You’ll notice this is mostly an EMPTY peanut butter jar… from Victoria Marinelli @ Vortex(t) 17 Feb 2007 5:35 am
[Note: The following post was written under the duress of both a migraine and pain related to a hematoma in my abdominal wall following my surgery last month. And also, asthma, which might not seem significant here until one factors in the effect that asthmatic coughing can have on two such sources of pain. Which is to say (duh) that it’s all rather amplified for me right now.]
There is something about the physical plane that seems like such an affront to me lately (indeed: it’s been an affront to my whole family).
Five weeks and one day ago, I was in the ER with an ovarian cyst, said to be in the process of rupturing. I was led to believe, at that time, that it might resolve on its own.
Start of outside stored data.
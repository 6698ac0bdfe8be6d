//! Layout helpers shared by the UI components.

use ratatui::prelude::*;

/// A rectangle centered in `r`, sized as a percentage of it.
///
/// ```rust,ignore
/// let parent = Rect::new(0, 0, 100, 50);
/// let centered = centered_rect(80, 70, parent);
/// ```
pub fn centered_rect(percent_x: u16, percent_y: u16, r: Rect) -> Rect {
    let popup_layout = Layout::default()
        .direction(Direction::Vertical)
        .constraints([
            Constraint::Percentage((100 - percent_y) / 2),
            Constraint::Percentage(percent_y),
            Constraint::Percentage((100 - percent_y) / 2),
        ])
        .split(r);
    Layout::default()
        .direction(Direction::Horizontal)
        .constraints([
            Constraint::Percentage((100 - percent_x) / 2),
            Constraint::Percentage(percent_x),
            Constraint::Percentage((100 - percent_x) / 2),
        ])
        .split(popup_layout[1])[1]
}

/// Like [`centered_rect`], but never smaller than `min` nor larger than `max`
/// (both only by size), and always inside `r`.
pub fn centered_min_max(percent_x: u16, percent_y: u16, min: Rect, max: Rect, r: Rect) -> Rect {
    let base = centered_rect(percent_x, percent_y, r);
    let width = base.width.clamp(min.width, max.width.max(min.width)).min(r.width);
    let height = base.height.clamp(min.height, max.height.max(min.height)).min(r.height);
    Rect::new(
        r.x + (r.width - width) / 2,
        r.y + (r.height - height) / 2,
        width,
        height,
    )
}

#[cfg(test)]
mod tests {
    use super::*;

    #[test]
    fn centered_min_max_clamps_and_stays_inside() {
        let screen = Rect::new(0, 0, 200, 60);
        let rect = centered_min_max(45, 35, Rect::new(0, 0, 80, 10), Rect::new(0, 0, 160, 16), screen);
        assert_eq!((rect.width, rect.height), (90, 16));
        assert_eq!((rect.x, rect.y), (55, 22));

        let tiny = Rect::new(0, 0, 40, 8);
        let rect = centered_min_max(45, 35, Rect::new(0, 0, 80, 10), Rect::new(0, 0, 160, 16), tiny);
        assert_eq!(rect, tiny);
    }
}
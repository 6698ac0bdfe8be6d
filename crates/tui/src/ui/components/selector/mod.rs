mod selector_component;
pub mod state;

pub use selector_component::SelectorComponent;
pub use state::{CollapsibleSelectorState, SelectorProps};
//! Component system for the civiclab TUI.
//!
//! Components are self-contained UI elements. Their state lives on [`App`] so
//! the focus tree and the runtime can see it; the component value itself only
//! keeps render-time scratch data such as hit-test rectangles.

use crossterm::event::{KeyEvent, MouseEvent};
use civiclab_types::{Effect, Msg};
use ratatui::{Frame, layout::Rect, text::Span};

use crate::app::App;

/// A UI component with event handlers and a render function.
///
/// Handlers report side effects back to the runtime as [`Effect`]s instead of
/// calling collaborators directly.
pub trait Component {
    /// Handle an application-level message the component cares about.
    fn handle_message(&mut self, _app: &mut App, _msg: Msg) -> Vec<Effect> {
        Vec::new()
    }

    /// Handle key events while this component has focus.
    fn handle_key_events(&mut self, _app: &mut App, _key: KeyEvent) -> Vec<Effect> {
        Vec::new()
    }

    /// Handle mouse events. Components hit-test against the areas they recorded during the last render.
    fn handle_mouse_events(&mut self, _app: &mut App, _mouse: MouseEvent) -> Vec<Effect> {
        Vec::new()
    }

    /// Draw the component into `rect`.
    ///
    /// Rendering may record layout measurements on the component state, but
    /// must not change anything a user could observe besides the frame.
    fn render(&mut self, frame: &mut Frame, rect: Rect, app: &mut App);

    /// Key hints shown in the hint bar while the component has focus.
    fn get_hint_spans(&self, _app: &App) -> Vec<Span<'_>> {
        Vec::new()
    }

    /// Split `area` into the sub-areas the component draws into.
    fn get_preferred_layout(&self, _app: &App, area: Rect) -> Vec<Rect> {
        vec![area]
    }
}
But then, days later, I learned I’d have to have surgery, though it wouldn’t happen for several more days. (Which gave me lots more time within which to worry, also - bonus! - without ever being wholly out of pain.)
There was one little event that happened between the date I found out I’d have to have surgery, and the date I finally did, which I never wrote about (much less, told my doctor). That is to say, I spent a great portion of one of the nights between the diagnosis and the surgery throwing up. (Which, in itself, is never a pleasant feeling, but with the Abdominal Demon in residence, it was that much more fucked up for me at the time.)
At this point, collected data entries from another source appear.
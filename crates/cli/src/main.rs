use std::fs::OpenOptions;
use std::path::PathBuf;
use std::sync::Mutex;

use anyhow::{Context, Result};
use civiclab_types::{TagCategory, TagDefinition};
use civiclab_util::{LoadedConfig, TagCatalog, load_config};
use clap::{Parser, Subcommand};
use indexmap::IndexMap;
use tracing_subscriber::EnvFilter;

const LOG_FILE_ENV: &str = "CIVICLAB_LOG_FILE";

/// Browse civic-tech projects, filter them by tag, and get in touch with their owners.
#[derive(Debug, Parser)]
#[command(name = "civiclab", version, about)]
struct Cli {
    /// Configuration file (defaults to $CIVICLAB_CONFIG_PATH, then the user config dir)
    #[arg(long, global = true, value_name = "PATH")]
    config: Option<PathBuf>,

    #[command(subcommand)]
    command: Option<Command>,
}

#[derive(Debug, Subcommand)]
enum Command {
    /// Print the resolved configuration as JSON
    Config,
    /// Print the tag catalog, grouped the way the filter selectors show it
    Tags {
        /// Only print this category, e.g. "Role"
        category: Option<TagCategory>,
    },
}

#[tokio::main]
async fn main() -> Result<()> {
    let cli = Cli::parse();
    init_tracing()?;

    let loaded = load_config(cli.config.as_deref()).context("failed to load configuration")?;
    tracing::debug!(path = %loaded.path.display(), from_file = loaded.from_file, "configuration resolved");

    match cli.command {
        None => civiclab_tui::run(loaded.config).await,
        Some(Command::Config) => print_config(&loaded),
        Some(Command::Tags { category }) => {
            let catalog = loaded.config.load_tags().context("could not load the tag catalog")?;
            print_tags(&catalog, category);
            Ok(())
        }
    }
}

/// Logs go to `$CIVICLAB_LOG_FILE` when set, stderr otherwise; the TUI owns stdout.
fn init_tracing() -> Result<()> {
    let filter = EnvFilter::try_from_default_env().unwrap_or_else(|_| EnvFilter::new("info"));
    let builder = tracing_subscriber::fmt().with_env_filter(filter);

    match std::env::var_os(LOG_FILE_ENV) {
        Some(path) => {
            let file = OpenOptions::new()
                .create(true)
                .append(true)
                .open(&path)
                .with_context(|| format!("cannot open log file {}", PathBuf::from(&path).display()))?;
            let _ = builder.with_ansi(false).with_writer(Mutex::new(file)).try_init();
        }
        None => {
            let _ = builder.with_writer(std::io::stderr).try_init();
        }
    }
    Ok(())
}

fn print_config(loaded: &LoadedConfig) -> Result<()> {
    let source = if loaded.from_file { "" } else { " (not found, defaults)" };
    eprintln!("# {}{source}", loaded.path.display());
    println!("{}", serde_json::to_string_pretty(&loaded.config)?);
    Ok(())
}

fn print_tags(catalog: &TagCatalog, only: Option<TagCategory>) {
    let categories: Vec<TagCategory> = match only {
        Some(category) => vec![category],
        None => TagCategory::ALL.to_vec(),
    };
    for category in categories {
        let tags = catalog.by_category(category);
        if tags.is_empty() {
            continue;
        }
        println!("{category}");
        for (subcategory, tags) in group_by_subcategory(tags) {
            let indent = match subcategory {
                Some(name) => {
                    println!("  {name}");
                    "    "
                }
                None => "  ",
            };
            for tag in tags {
                println!("{indent}{} ({})", tag.display_name, tag.tag_name);
            }
        }
    }
}

/// Subcategories sorted by name, tags sorted by display name. Untagged entries come first.
fn group_by_subcategory(tags: Vec<TagDefinition>) -> IndexMap<Option<String>, Vec<TagDefinition>> {
    let mut groups: IndexMap<Option<String>, Vec<TagDefinition>> = IndexMap::new();
    for tag in tags {
        groups.entry(tag.subcategory.clone()).or_default().push(tag);
    }
    groups.sort_keys();
    for tags in groups.values_mut() {
        tags.sort_by(|a, b| a.display_name.cmp(&b.display_name));
    }
    groups
}

#[cfg(test)]
mod tests {
    use super::*;

    fn tag(name: &str, subcategory: Option<&str>) -> TagDefinition {
        TagDefinition {
            tag_name: name.to_lowercase(),
            display_name: name.to_string(),
            category: TagCategory::Role,
            subcategory: subcategory.map(str::to_string),
        }
    }

    #[test]
    fn tags_group_by_sorted_subcategory() {
        let groups = group_by_subcategory(vec![
            tag("Writer", Some("Marketing")),
            tag("Backend", Some("Engineering")),
            tag("Designer", Some("Design")),
            tag("Frontend", Some("Engineering")),
        ]);
        let keys: Vec<Option<&str>> = groups.keys().map(Option::as_deref).collect();
        assert_eq!(keys, [Some("Design"), Some("Engineering"), Some("Marketing")]);
        let engineering: Vec<&str> = groups[&Some("Engineering".to_string())]
            .iter()
            .map(|t| t.display_name.as_str())
            .collect();
        assert_eq!(engineering, ["Backend", "Frontend"]);
    }

    #[test]
    fn cli_parses_category_and_config() {
        let cli = Cli::try_parse_from(["civiclab", "--config", "/tmp/c.json", "tags", "Role"]).expect("parse");
        assert_eq!(cli.config, Some(PathBuf::from("/tmp/c.json")));
        assert!(matches!(cli.command, Some(Command::Tags { category: Some(TagCategory::Role) })));
    }
}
I didn’t tell the doctor because I was afraid he’d postpone the surgery, and I was in so much pain that I was desperate to get it all over with. I figured it was just some passing bug (which, in fact, it may have been; also, my eldest daughter had similar symptoms around the same time). But now, of course, I can’t help but laugh over recent news of a salmonella contamination of peanut butter products affecting people in our state (among others).
Though I didn’t think much of the story when it first aired, I finally got up the energy earlier this evening to go to our shelves and make sure our (mostly empty) jar did not have the dreaded “2111″ at the beginning of its lot number.
Um. Oh well:

So while I have no idea whether the respective barf-fests endured by my two children and me, at various points over the last several weeks, have anything to do with this peanut butter fiasco, it is beginning to seem a certifiable truth that, lately, the physical universe is out to get me.
Perhaps, indeed, I am being punished for a lifetime of gross overindulgence in peanut butter. (I am, in fact, responsible for most of our current peanut butter supply’s disappearance.)

If so, then perhaps the (ewwww, yuck, icky icky ewwww) hair in my pizza tonight* was also a sign from the Great Beyond; God is angry with me for eating more cheap, crappy, fatty foods (which I don’t even particularly like) than, say, blanched organic vegetables (which I would love).
To which I say, Okay, fine, God - but who’s going to finance all these nice healthy groceries?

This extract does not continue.